“Then Jesus was led up by the Spirit into the wilderness to be tempted by the devil. He fasted forty days and forty nights, and afterwards he was famished.” (Matthew 4:1 – 2)
I was curious, so I looked up Jesus and the concept of fasting for 40 days and nights. As with most Google searches, a lot of information (both helpful and unhelpful) was there. I would not put it past the writer of Matthew to access the 40 days as symbolic rather than chronological. But that is not my point, nor I think is it the point of the writer of Matthew. The point is, beloved reader, Jesus’ physical body was in need of nourishment. His spirit/Spirit however . . .
“The tempter came and said to him, “If you are the Son of God, command these stones to become loaves of bread.” But he answered, “It is written, ‘One does not live by bread alone, but by every word that comes from the mouth of God.'” (Verses 3 – 4)
People have all kinds of relationships to food. And all kinds of relationships to God. Tending to each carefully is part of living an authentic Christian life. There were other points in Jesus’ life and ministry where food, and drink, play important roles. But we are not done reading this passage, and neither was the tempter.
“Then the devil took him to the holy city and placed him on the pinnacle of the temple, saying to him, “If you are the Son of God, throw yourself down; for it is written, ‘He will command his angels concerning you,’ and ‘On their hands they will bear you up, so that you will not dash your foot against a stone.'” Jesus said to him, “Again it is written, ‘Do not put the Lord your God to the test.'”
(Verses 5 – 7)
I would to look up how that is said in other translations. But I suspect it would be presented with the same sort of wording.
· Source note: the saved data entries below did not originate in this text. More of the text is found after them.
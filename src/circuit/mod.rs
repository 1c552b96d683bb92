//! Circuit model: the algebra behind both calculators.
//!
//! - [`parallel_resistance`] - equivalent resistance of resistors in parallel
//! - [`DividerProblem`] - a two-resistor voltage divider with exactly one
//!   unknown quantity, solved by [`DividerProblem::solve`]
//!
//! All functions are pure. Inputs that would divide by zero are rejected
//! with a [`CalcError`](crate::error::CalcError) instead.

mod divider;
mod parallel;

pub use divider::{solve_divider, DividerInputs, DividerProblem, Quantity};
pub use parallel::parallel_resistance;
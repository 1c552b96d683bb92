//! Shorthand parser.

use crate::error::{CalcError, Result};

/// Parse shorthand text such as `4k7`, `4.7k` or `10` into ohms.
pub fn parse_shorthand(text: &str) -> Result<f64> {
    let cleaned: String = text
        .chars()
        .filter(|c| !c.is_whitespace())
        .collect::<String>()
        .to_lowercase();
    let invalid = || CalcError::invalid_shorthand(text.trim());

    let Some(split) = cleaned.find(|c: char| c.is_ascii_alphabetic()) else {
        if !is_decimal(&cleaned) {
            return Err(invalid());
        }
        return cleaned.parse::<f64>().map_err(|_| invalid());
    };

    let (head, rest) = cleaned.split_at(split);
    let mut rest_chars = rest.chars();
    let multiplier = rest_chars
        .next()
        .and_then(suffix_multiplier)
        .ok_or_else(invalid)?;
    let tail = rest_chars.as_str();

    // "4.7k" keeps its own decimal point, "4k7" takes one at the suffix
    let mantissa = if tail.is_empty() {
        if !is_decimal(head) {
            return Err(invalid());
        }
        head.to_string()
    } else {
        if !is_digits(head) || !is_digits(tail) {
            return Err(invalid());
        }
        format!("{head}.{tail}")
    };

    let value = mantissa.parse::<f64>().map_err(|_| invalid())?;
    Ok((value * multiplier).trunc())
}

fn suffix_multiplier(suffix: char) -> Option<f64> {
    match suffix {
        'k' => Some(1e3),
        'm' => Some(1e6),
        'g' => Some(1e9),
        _ => None,
    }
}

fn is_digits(text: &str) -> bool {
    !text.is_empty() && text.chars().all(|c| c.is_ascii_digit())
}

fn is_decimal(text: &str) -> bool {
    match text.split_once('.') {
        Some((int, frac)) => is_digits(int) && is_digits(frac),
        None => is_digits(text),
    }
}
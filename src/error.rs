//! Error types for the resistor pair calculators.
//!
//! This module provides a unified error type [`CalcError`] that covers
//! shorthand parsing, the circuit model and both best-pair searches.

use thiserror::Error;

use crate::circuit::Quantity;

/// Result type alias using [`CalcError`].
pub type Result<T> = std::result::Result<T, CalcError>;

/// Unified error type for all calculator operations.
#[derive(Error, Debug)]
pub enum CalcError {
    // ============ Notation Errors ============
    /// Shorthand text did not match any accepted form
    #[error("Invalid resistor value: '{input}'")]
    InvalidShorthand { input: String },

    /// Text that should have been a plain number
    #[error("Invalid number: '{input}'")]
    InvalidNumber { input: String },

    // ============ Circuit Model Errors ============
    /// Parallel network with no resistors
    #[error("Parallel network needs at least one resistor")]
    EmptyNetwork,

    /// Zero, negative or non-finite resistance in a parallel network
    #[error("Resistance must be positive and finite (got {value})")]
    NonPositiveResistance { value: f64 },

    /// All four divider quantities were supplied
    #[error("Too many arguments provided: give exactly three of Vin, Vout, R1 and R2")]
    OverConstrained,

    /// Two or more divider quantities were missing
    #[error("Insufficient data to calculate {unknown}: also provide {}", join_quantities(.still_required))]
    UnderConstrained {
        unknown: Quantity,
        still_required: Vec<Quantity>,
    },

    /// The solve would divide by zero
    #[error("Cannot calculate {unknown}: {reason}")]
    DegenerateDivider {
        unknown: Quantity,
        reason: &'static str,
    },

    // ============ Search Errors ============
    /// Search input out of range
    #[error("Invalid {name}: {value}")]
    InvalidTarget { name: &'static str, value: f64 },

    /// No catalog pair satisfied the current limit
    #[error("No resistor pair keeps the divider current within {max_current_ma} mA")]
    NoFeasiblePair { max_current_ma: f64 },

    // ============ I/O Errors ============
    /// Error reading interactive input
    #[error("Failed to read {context}: {source}")]
    Io {
        context: String,
        #[source]
        source: std::io::Error,
    },
}

impl CalcError {
    /// Create an invalid shorthand error
    pub fn invalid_shorthand(input: impl Into<String>) -> Self {
        Self::InvalidShorthand {
            input: input.into(),
        }
    }

    /// Create a degenerate divider error
    pub fn degenerate(unknown: Quantity, reason: &'static str) -> Self {
        Self::DegenerateDivider { unknown, reason }
    }

    /// Create an invalid target error
    pub fn invalid_target(name: &'static str, value: f64) -> Self {
        Self::InvalidTarget { name, value }
    }
}

fn join_quantities(quantities: &[Quantity]) -> String {
    quantities
        .iter()
        .map(|q| q.to_string())
        .collect::<Vec<_>>()
        .join(", ")
}
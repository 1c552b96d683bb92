//! Interactive prompts for the CLI frontend.
//!
//! Reads one answer per line. Resistances are entered in shorthand,
//! voltages and currents as plain numbers.

use std::io::{self, BufRead, Write};

use crate::error::{CalcError, Result};
use crate::notation::parse_shorthand;

/// Line-oriented question/answer session over any reader and writer.
pub struct Prompter<R, W> {
    reader: R,
    writer: W,
}

impl Prompter<io::StdinLock<'static>, io::Stdout> {
    /// Prompt on stdout and read answers from stdin.
    pub fn stdio() -> Self {
        Self::new(io::stdin().lock(), io::stdout())
    }
}

impl<R: BufRead, W: Write> Prompter<R, W> {
    /// Create a prompter over the given streams.
    pub fn new(reader: R, writer: W) -> Self {
        Self { reader, writer }
    }

    /// Print `label` and read one trimmed line.
    ///
    /// End of input is reported as an I/O error.
    pub fn ask(&mut self, label: &str) -> Result<String> {
        let context = || format!("answer to '{}'", label.trim_end());

        write!(self.writer, "{label}")
            .and_then(|_| self.writer.flush())
            .map_err(|e| CalcError::Io {
                context: context(),
                source: e,
            })?;

        let mut line = String::new();
        let bytes_read = self.reader.read_line(&mut line).map_err(|e| CalcError::Io {
            context: context(),
            source: e,
        })?;

        if bytes_read == 0 {
            return Err(CalcError::Io {
                context: context(),
                source: io::Error::from(io::ErrorKind::UnexpectedEof),
            });
        }

        Ok(line.trim().to_string())
    }

    /// Ask for a resistance in shorthand.
    pub fn ask_resistance(&mut self, label: &str) -> Result<f64> {
        let answer = self.ask(label)?;
        parse_shorthand(&answer)
    }

    /// Ask for a plain number.
    pub fn ask_number(&mut self, label: &str) -> Result<f64> {
        let answer = self.ask(label)?;
        parse_number(&answer)
    }

    /// Ask for a number where an empty answer means "none".
    pub fn ask_optional_number(&mut self, label: &str) -> Result<Option<f64>> {
        let answer = self.ask(label)?;
        if answer.is_empty() {
            return Ok(None);
        }
        parse_number(&answer).map(Some)
    }
}

fn parse_number(text: &str) -> Result<f64> {
    text.parse::<f64>()
        .map_err(|_| CalcError::InvalidNumber {
            input: text.to_string(),
        })
}

#[cfg(test)]
mod tests {
    use super::*;
    use std::io::Cursor;

    fn prompter(input: &str) -> Prompter<Cursor<Vec<u8>>, Vec<u8>> {
        Prompter::new(Cursor::new(input.as_bytes().to_vec()), Vec::new())
    }

    #[test]
    fn test_ask_writes_label_and_trims() {
        let mut p = prompter("  hello \n");
        assert_eq!(p.ask("Say: ").unwrap(), "hello");
        assert_eq!(String::from_utf8(p.writer).unwrap(), "Say: ");
    }

    #[test]
    fn test_ask_resistance() {
        let mut p = prompter("4k7\n");
        assert_eq!(p.ask_resistance("Enter target resistance: ").unwrap(), 4700.0);
    }

    #[test]
    fn test_divider_session() {
        let mut p = prompter("5\n3.3\n\n");
        assert_eq!(p.ask_number("Enter Vin: ").unwrap(), 5.0);
        assert_eq!(p.ask_number("Enter Vout: ").unwrap(), 3.3);
        assert_eq!(p.ask_optional_number("Enter maximum current (mA): ").unwrap(), None);
    }

    #[test]
    fn test_bad_number() {
        let mut p = prompter("five\n");
        assert!(matches!(
            p.ask_number("Enter Vin: "),
            Err(CalcError::InvalidNumber { .. })
        ));
    }

    #[test]
    fn test_end_of_input() {
        let mut p = prompter("");
        assert!(matches!(p.ask("Enter Vin: "), Err(CalcError::Io { .. })));
    }
}
//! Two-resistor voltage divider.
//!
//! ```text
//!  Vin ──[ R1 ]──┬── Vout
//!                │
//!              [ R2 ]
//!                │
//!               GND
//! ```
//!
//! `Vout = Vin * R2 / (R1 + R2)`. Given any three of the four quantities the
//! fourth follows:
//!
//! | Unknown | Formula |
//! |---------|---------|
//! | Vin  | `Vout * (R1 + R2) / R2` |
//! | Vout | `Vin * (R2 / (R1 + R2))` |
//! | R1   | `R2 * (Vin - Vout) / Vout` |
//! | R2   | `Vout * R1 / (Vin - Vout)` |

use std::fmt;

use crate::error::{CalcError, Result};

/// One of the four divider quantities.
#[derive(Debug, Clone, Copy, PartialEq, Eq, Hash)]
pub enum Quantity {
    Vin,
    Vout,
    R1,
    R2,
}

impl Quantity {
    /// All quantities in solve-priority order.
    pub const ALL: [Quantity; 4] = [Quantity::Vin, Quantity::Vout, Quantity::R1, Quantity::R2];
}

impl fmt::Display for Quantity {
    fn fmt(&self, f: &mut fmt::Formatter<'_>) -> fmt::Result {
        let name = match self {
            Quantity::Vin => "Vin",
            Quantity::Vout => "Vout",
            Quantity::R1 => "R1",
            Quantity::R2 => "R2",
        };
        f.write_str(name)
    }
}

/// Loosely specified divider inputs, any of which may be absent.
///
/// Convert with [`DividerProblem::try_from`] to check that exactly one is
/// missing.
#[derive(Debug, Clone, Copy, Default, PartialEq)]
pub struct DividerInputs {
    pub vin: Option<f64>,
    pub vout: Option<f64>,
    pub r1: Option<f64>,
    pub r2: Option<f64>,
}

impl DividerInputs {
    fn get(&self, quantity: Quantity) -> Option<f64> {
        match quantity {
            Quantity::Vin => self.vin,
            Quantity::Vout => self.vout,
            Quantity::R1 => self.r1,
            Quantity::R2 => self.r2,
        }
    }
}

/// A divider with exactly one unknown, named by the variant.
#[derive(Debug, Clone, Copy, PartialEq)]
pub enum DividerProblem {
    Vin { vout: f64, r1: f64, r2: f64 },
    Vout { vin: f64, r1: f64, r2: f64 },
    R1 { vin: f64, vout: f64, r2: f64 },
    R2 { vin: f64, vout: f64, r1: f64 },
}

impl DividerProblem {
    /// The quantity this problem solves for.
    pub fn unknown(&self) -> Quantity {
        match self {
            DividerProblem::Vin { .. } => Quantity::Vin,
            DividerProblem::Vout { .. } => Quantity::Vout,
            DividerProblem::R1 { .. } => Quantity::R1,
            DividerProblem::R2 { .. } => Quantity::R2,
        }
    }

    /// Solve for the unknown quantity.
    ///
    /// Returns [`CalcError::DegenerateDivider`] when the formula's
    /// denominator is zero.
    pub fn solve(&self) -> Result<f64> {
        let unknown = self.unknown();
        match *self {
            DividerProblem::Vin { vout, r1, r2 } => {
                if r2 == 0.0 {
                    return Err(CalcError::degenerate(unknown, "R2 is zero"));
                }
                Ok(vout * (r1 + r2) / r2)
            }
            DividerProblem::Vout { vin, r1, r2 } => {
                if r1 + r2 == 0.0 {
                    return Err(CalcError::degenerate(unknown, "R1 + R2 is zero"));
                }
                Ok(vin * (r2 / (r1 + r2)))
            }
            DividerProblem::R1 { vin, vout, r2 } => {
                if vout == 0.0 {
                    return Err(CalcError::degenerate(unknown, "Vout is zero"));
                }
                Ok(r2 * (vin - vout) / vout)
            }
            DividerProblem::R2 { vin, vout, r1 } => {
                if vin == vout {
                    return Err(CalcError::degenerate(unknown, "Vin equals Vout"));
                }
                Ok(vout * r1 / (vin - vout))
            }
        }
    }
}

impl TryFrom<DividerInputs> for DividerProblem {
    type Error = CalcError;

    fn try_from(inputs: DividerInputs) -> Result<Self> {
        match inputs {
            DividerInputs {
                vin: None,
                vout: Some(vout),
                r1: Some(r1),
                r2: Some(r2),
            } => Ok(DividerProblem::Vin { vout, r1, r2 }),
            DividerInputs {
                vin: Some(vin),
                vout: None,
                r1: Some(r1),
                r2: Some(r2),
            } => Ok(DividerProblem::Vout { vin, r1, r2 }),
            DividerInputs {
                vin: Some(vin),
                vout: Some(vout),
                r1: None,
                r2: Some(r2),
            } => Ok(DividerProblem::R1 { vin, vout, r2 }),
            DividerInputs {
                vin: Some(vin),
                vout: Some(vout),
                r1: Some(r1),
                r2: None,
            } => Ok(DividerProblem::R2 { vin, vout, r1 }),
            _ => {
                let missing: Vec<Quantity> = Quantity::ALL
                    .into_iter()
                    .filter(|&q| inputs.get(q).is_none())
                    .collect();
                match missing.split_first() {
                    Some((&unknown, rest)) => Err(CalcError::UnderConstrained {
                        unknown,
                        still_required: rest.to_vec(),
                    }),
                    None => Err(CalcError::OverConstrained),
                }
            }
        }
    }
}

/// Solve a divider from optional inputs, exactly one of which must be `None`.
pub fn solve_divider(inputs: DividerInputs) -> Result<f64> {
    DividerProblem::try_from(inputs)?.solve()
}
But it makes me think about all the people in human history who have dared to do something daring. Or, those who through no fault of their own have been put in precarious situations.
But on the other hand, why shouldn’t we? It is not as if God is going to “fail” the test. There is though, free will that has corresponding consequences. It is best then to travel with God and not act contrary to one’s own fallible human limits.
“Again, the devil took him to a very high mountain and showed him all the kingdoms of the world and their splendor; and he said to him, “All these I will give you, if you will fall down and worship me.”
Jesus said to him, “Away with you, Satan! for it is written, ‘Worship the Lord your God, and serve only him.'” (Verses 8 – 11)
There are limits then to what Jesus was willing to put with. Target human body frailty, and most humans will rise above their baser desires. Target human sense of safety and security, and most people will stay within sensible limits. But target human awareness of God’s authority, and that might be the breaking point. Jesus did not break.
“Then the devil left him, and suddenly angels came and waited on him.” (Verse 11)
I am very glad for verse 11. When we have been tempted and tortured by the tempter and the devil, and have resisted with all our might and strength, it is good to know that our needs will be ministered to. May you carry out your Lenten journey strong in the Lord God and assured of the Divine’s tender attention and mercies. Selah!